Saved data entries
• • • •

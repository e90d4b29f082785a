//! Configuration schema definitions.
//!
//! This module defines the complete configuration structure for the toolkit.
//! All types derive Serde traits for deserialization from config files.

use std::time::Duration;

use serde::{Deserialize, Serialize};

/// Root configuration for every primitive in the toolkit.
#[derive(Debug, Clone, Deserialize, Serialize, Default)]
#[serde(default)]
pub struct ToolkitConfig {
    /// Bounded LRU cache settings.
    pub cache: CacheConfig,

    /// Bounded queue settings.
    pub queue: QueueConfig,

    /// Concurrency gate settings.
    pub concurrency: ConcurrencyConfig,

    /// Circuit breaker settings.
    pub circuit_breaker: CircuitBreakerConfig,

    /// Token bucket settings.
    pub rate_limit: RateLimitConfig,

    /// Retry configuration.
    pub retries: RetryConfig,

    /// Timeout configuration.
    pub timeouts: TimeoutConfig,

    /// Observability settings.
    pub observability: ObservabilityConfig,
}

/// Bounded cache configuration.
#[derive(Debug, Clone, Deserialize, Serialize)]
#[serde(default)]
pub struct CacheConfig {
    /// Label used in logs and metrics.
    pub name: String,

    /// Hard upper bound on live entries.
    pub max_size: usize,

    /// Absolute time-to-live per entry in milliseconds (0 = no expiry).
    pub ttl_ms: u64,
}

impl CacheConfig {
    /// Shorthand for a named cache with the given bounds.
    pub fn new(name: impl Into<String>, max_size: usize, ttl_ms: u64) -> Self {
        Self {
            name: name.into(),
            max_size,
            ttl_ms,
        }
    }

    /// TTL as a duration, `None` when expiry is disabled.
    pub fn ttl(&self) -> Option<Duration> {
        (self.ttl_ms > 0).then(|| Duration::from_millis(self.ttl_ms))
    }
}

impl Default for CacheConfig {
    fn default() -> Self {
        Self {
            name: "cache".to_string(),
            max_size: 1_000,
            ttl_ms: 0,
        }
    }
}

/// Overflow policy of a bounded queue.
#[derive(Debug, Clone, Copy, PartialEq, Eq, Deserialize, Serialize, Default)]
#[serde(rename_all = "lowercase")]
pub enum EvictionPolicy {
    /// Drop the oldest item to make room.
    #[default]
    Fifo,
    /// Keep items ordered by priority; drop the oldest arrival on overflow.
    Priority,
    /// Refuse new items while full.
    Reject,
}

/// Bounded queue configuration.
#[derive(Debug, Clone, Deserialize, Serialize)]
#[serde(default)]
pub struct QueueConfig {
    /// Label used in logs and metrics.
    pub name: String,

    /// Hard upper bound on queued items.
    pub max_size: usize,

    /// Size at which backpressure switches on (default: 80% of `max_size`).
    pub high_water_mark: Option<usize>,

    /// Size at or below which backpressure switches off (default: 50% of `max_size`).
    pub low_water_mark: Option<usize>,

    /// Item time-to-live in milliseconds (0 = no expiry).
    pub ttl_ms: u64,

    /// What to do when the queue is full.
    pub eviction_policy: EvictionPolicy,
}

impl QueueConfig {
    /// Shorthand for a named FIFO queue with default watermarks.
    pub fn new(name: impl Into<String>, max_size: usize) -> Self {
        Self {
            name: name.into(),
            max_size,
            ..Self::default()
        }
    }

    /// Effective high watermark.
    pub fn high_water_mark(&self) -> usize {
        self.high_water_mark
            .unwrap_or_else(|| (self.max_size * 8 / 10).max(1))
    }

    /// Effective low watermark, kept strictly below the high one.
    pub fn low_water_mark(&self) -> usize {
        self.low_water_mark
            .unwrap_or_else(|| (self.max_size / 2).min(self.high_water_mark().saturating_sub(1)))
    }

    /// TTL as a duration, `None` when expiry is disabled.
    pub fn ttl(&self) -> Option<Duration> {
        (self.ttl_ms > 0).then(|| Duration::from_millis(self.ttl_ms))
    }
}

impl Default for QueueConfig {
    fn default() -> Self {
        Self {
            name: "queue".to_string(),
            max_size: 10_000,
            high_water_mark: None,
            low_water_mark: None,
            ttl_ms: 0,
            eviction_policy: EvictionPolicy::Fifo,
        }
    }
}

/// Concurrency gate configuration.
#[derive(Debug, Clone, Deserialize, Serialize)]
#[serde(default)]
pub struct ConcurrencyConfig {
    /// Label used in logs and metrics.
    pub name: String,

    /// Maximum operations in flight at once.
    pub max_concurrency: usize,
}

impl Default for ConcurrencyConfig {
    fn default() -> Self {
        Self {
            name: "limiter".to_string(),
            max_concurrency: 10,
        }
    }
}

/// Circuit breaker configuration.
#[derive(Debug, Clone, Deserialize, Serialize)]
#[serde(default)]
pub struct CircuitBreakerConfig {
    /// Label used in logs and metrics.
    pub name: String,

    /// Consecutive failures that trip the circuit.
    pub failure_threshold: u32,

    /// Cool-down after the last failure before a trial is allowed, in milliseconds.
    pub reset_timeout_ms: u64,

    /// Trial calls allowed in flight while half-open.
    pub half_open_max_calls: u32,
}

impl CircuitBreakerConfig {
    /// Cool-down as a duration.
    pub fn reset_timeout(&self) -> Duration {
        Duration::from_millis(self.reset_timeout_ms)
    }
}

impl Default for CircuitBreakerConfig {
    fn default() -> Self {
        Self {
            name: "breaker".to_string(),
            failure_threshold: 5,
            reset_timeout_ms: 30_000,
            half_open_max_calls: 1,
        }
    }
}

/// Token bucket configuration.
#[derive(Debug, Clone, Deserialize, Serialize)]
#[serde(default)]
pub struct RateLimitConfig {
    /// Enable the rate gate in composed pipelines.
    pub enabled: bool,

    /// Label used in logs and metrics.
    pub name: String,

    /// Bucket capacity (burst size).
    pub max_tokens: f64,

    /// Tokens added per second.
    pub refill_rate_per_second: f64,

    /// How long a pipeline call may wait for a token, in milliseconds.
    pub acquire_timeout_ms: u64,
}

impl Default for RateLimitConfig {
    fn default() -> Self {
        Self {
            enabled: false,
            name: "rate".to_string(),
            max_tokens: 100.0,
            refill_rate_per_second: 50.0,
            acquire_timeout_ms: 1_000,
        }
    }
}

/// Retry configuration.
#[derive(Debug, Clone, Deserialize, Serialize)]
#[serde(default)]
pub struct RetryConfig {
    /// Retries after the first attempt.
    pub max_retries: u32,

    /// Delay before the first retry in milliseconds.
    pub base_delay_ms: u64,

    /// Upper bound on any single delay in milliseconds.
    pub max_delay_ms: u64,

    /// Growth factor applied per retry.
    pub multiplier: f64,

    /// Add up to 10% random jitter to each delay.
    pub jitter: bool,
}

impl Default for RetryConfig {
    fn default() -> Self {
        Self {
            max_retries: 3,
            base_delay_ms: 1_000,
            max_delay_ms: 30_000,
            multiplier: 2.0,
            jitter: false,
        }
    }
}

/// Timeout configuration.
#[derive(Debug, Clone, Deserialize, Serialize)]
#[serde(default)]
pub struct TimeoutConfig {
    /// Deadline for a single attempt in milliseconds.
    pub operation_ms: u64,
}

impl TimeoutConfig {
    /// Per-attempt deadline.
    pub fn operation(&self) -> Duration {
        Duration::from_millis(self.operation_ms)
    }
}

impl Default for TimeoutConfig {
    fn default() -> Self {
        Self { operation_ms: 10_000 }
    }
}

/// Observability configuration.
#[derive(Debug, Clone, Deserialize, Serialize)]
#[serde(default)]
pub struct ObservabilityConfig {
    /// Log level (trace, debug, info, warn, error).
    pub log_level: String,

    /// Emit JSON log lines instead of the human-readable format.
    pub json_logs: bool,

    /// Enable the Prometheus endpoint.
    pub metrics_enabled: bool,

    /// Metrics endpoint bind address.
    pub metrics_address: String,
}

impl Default for ObservabilityConfig {
    fn default() -> Self {
        Self {
            log_level: "info".to_string(),
            json_logs: false,
            metrics_enabled: false,
            metrics_address: "127.0.0.1:9090".to_string(),
        }
    }
}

• • • •

- _WHAT TO PRODUCE_
Which lines in the data above hold the word "RateLimitConfig"? Return each of them.

- _RESULT OF THE TASK_
    pub rate_limit: RateLimitConfig,
pub struct RateLimitConfig {
impl Default for RateLimitConfig {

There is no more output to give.